1. A top patch heat-bonding structure for a lithium battery pack, characterized in that, Applicable to battery cells, including an insulating film, a top patch, and a heat-sealing adhesive portion; the insulating film covers the outer surface of the battery cell and forms an overlapping area at the top edge of the battery cell; the top patch is attached to the top of the battery cell, and the edge of the top patch overlaps with the overlapping area through the heat-sealing adhesive portion, the overlap width being 3mm to 5mm.
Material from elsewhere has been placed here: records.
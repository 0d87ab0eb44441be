//! UI / rendering layer — everything that touches Ratatui widgets.
//!
//! This layer takes the *core* data structures and turns them into cells on
//! the terminal.  No file I/O happens here.

pub mod carousel;
pub mod hero;
pub mod layout;
pub mod pages;
pub mod popup;
pub mod spinner;
pub mod theme;
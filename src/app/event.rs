//! Terminal event abstraction.
//!
//! Wraps crossterm events into a simpler enum.  One blocking task forwards
//! terminal input; a second task emits a `Tick` per display frame so
//! animations keep advancing even while the mouse is flooding the channel.

use std::time::Duration;

use crossterm::event::{self, Event as CtEvent, KeyEvent, KeyEventKind, MouseEvent};
use tokio::sync::mpsc;
use tokio::time::MissedTickBehavior;

/// High-level events consumed by the application.
#[derive(Debug)]
pub enum AppEvent {
    Key(KeyEvent),
    Mouse(MouseEvent),
    Resize(u16, u16),
    Tick,
}

/// Spawns the input reader and the frame ticker.  Both stop once the
/// returned receiver is dropped.
pub fn spawn_event_reader(frame_interval: Duration) -> mpsc::UnboundedReceiver<AppEvent> {
    let (tx, rx) = mpsc::unbounded_channel();

    let input_tx = tx.clone();
    tokio::task::spawn_blocking(move || loop {
        // Poll with a short timeout so a dropped receiver is noticed.
        let has_event = event::poll(Duration::from_millis(50)).unwrap_or(false);
        if !has_event {
            if input_tx.is_closed() {
                break;
            }
            continue;
        }
        let Ok(ev) = event::read() else {
            continue;
        };
        let app_event = match ev {
            // Ignore key releases on terminals that report them.
            CtEvent::Key(k) if k.kind == KeyEventKind::Release => continue,
            CtEvent::Key(k) => AppEvent::Key(k),
            CtEvent::Mouse(m) => AppEvent::Mouse(m),
            CtEvent::Resize(w, h) => AppEvent::Resize(w, h),
            _ => continue,
        };
        if input_tx.send(app_event).is_err() {
            break; // receiver dropped
        }
    });

    tokio::spawn(async move {
        let mut frames = tokio::time::interval(frame_interval);
        frames.set_missed_tick_behavior(MissedTickBehavior::Skip);
        loop {
            frames.tick().await;
            if tx.send(AppEvent::Tick).is_err() {
                break;
            }
        }
    });

    rx
}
2. The top patch heat-bonding structure of the lithium battery pack according to claim 1, characterized in that, The peel strength of the heat-bonded part is ≥5N / cm.

3. The top patch heat-bonding structure of the lithium battery pack according to claim 1, characterized in that, A first PP material layer is provided on the surface of the overlapping area; a second PP material layer is provided on the side of the top patch near the overlapping area; the first PP material layer and the second PP material layer are cooled and solidified after hot pressing to form an integral hot-pressed part.

4. The top patch heat-bonding structure of the lithium battery pack according to claim 3, characterized in that, The thickness of the first PP material layer is 0.03mm to 0.05mm; the thickness of the second PP material layer is 0.03mm to 0.05mm.

5. The top patch heat-bonding structure of the lithium battery pack according to claim 3, characterized in that, The hot pressing and extrusion process is carried out at a temperature of 100℃ to 180℃, a pressure of 0.3MPa to 0.5MPa, and a time of 2 to 3 seconds.

6. The top patch heat-bonding structure of the lithium battery pack according to claim 3, characterized in that, The cooling and solidification pressure is 0.3MPa to 0.5MPa, and the time is 1 second to 2 seconds.

7. A method for preparing the top patch heat-bonded structure of the lithium battery pack according to any one of claims 1 to 6, characterized in that, Includes the following steps: S01. An insulating film is wrapped around the outer surface of the battery cell and an overlapping area is formed at the top edge of the battery cell; a first PP material layer is disposed on the surface of the overlapping area; S02. The top patch is attached to the top of the battery cell, and the edge of the top patch overlaps with the first PP material layer through the second PP material layer, the overlap width being 3mm to 5mm. S03. The overlapping area is hot-pressed using a hot stamping head, and then cooled and solidified to obtain the hot-stamped adhesive structure of the top patch of the lithium battery pack.

8. The method for preparing the top patch heat-bonded structure of the lithium battery pack according to claim 7, characterized in that, In step S01, the thickness of the first PP material layer is 0.03mm to 0.05mm; In step S02, the thickness of the second PP material layer is 0.03mm to 0.05mm.

9. The method for preparing the top patch heat-bonded structure of the lithium battery pack according to claim 7, characterized in that, In step S03, the temperature of the hot pressing is 100℃~180℃, the pressure is 0.3MPa~0.5MPa, and the time is 2 seconds~3 seconds; the pressure of the cooling and curing is 0.3MPa~0.5MPa, and the time is 1 second~2 seconds.

10. The method for preparing the top patch heat-bonded structure of the lithium battery pack according to claim 7, characterized in that, The pressure of the hot pressing is the same as the pressure of the cooling and solidification. The shape of the working surface of the hot iron head is adapted to the contour of the overlapping area; an anti-stick coating is provided on the working surface of the hot iron head.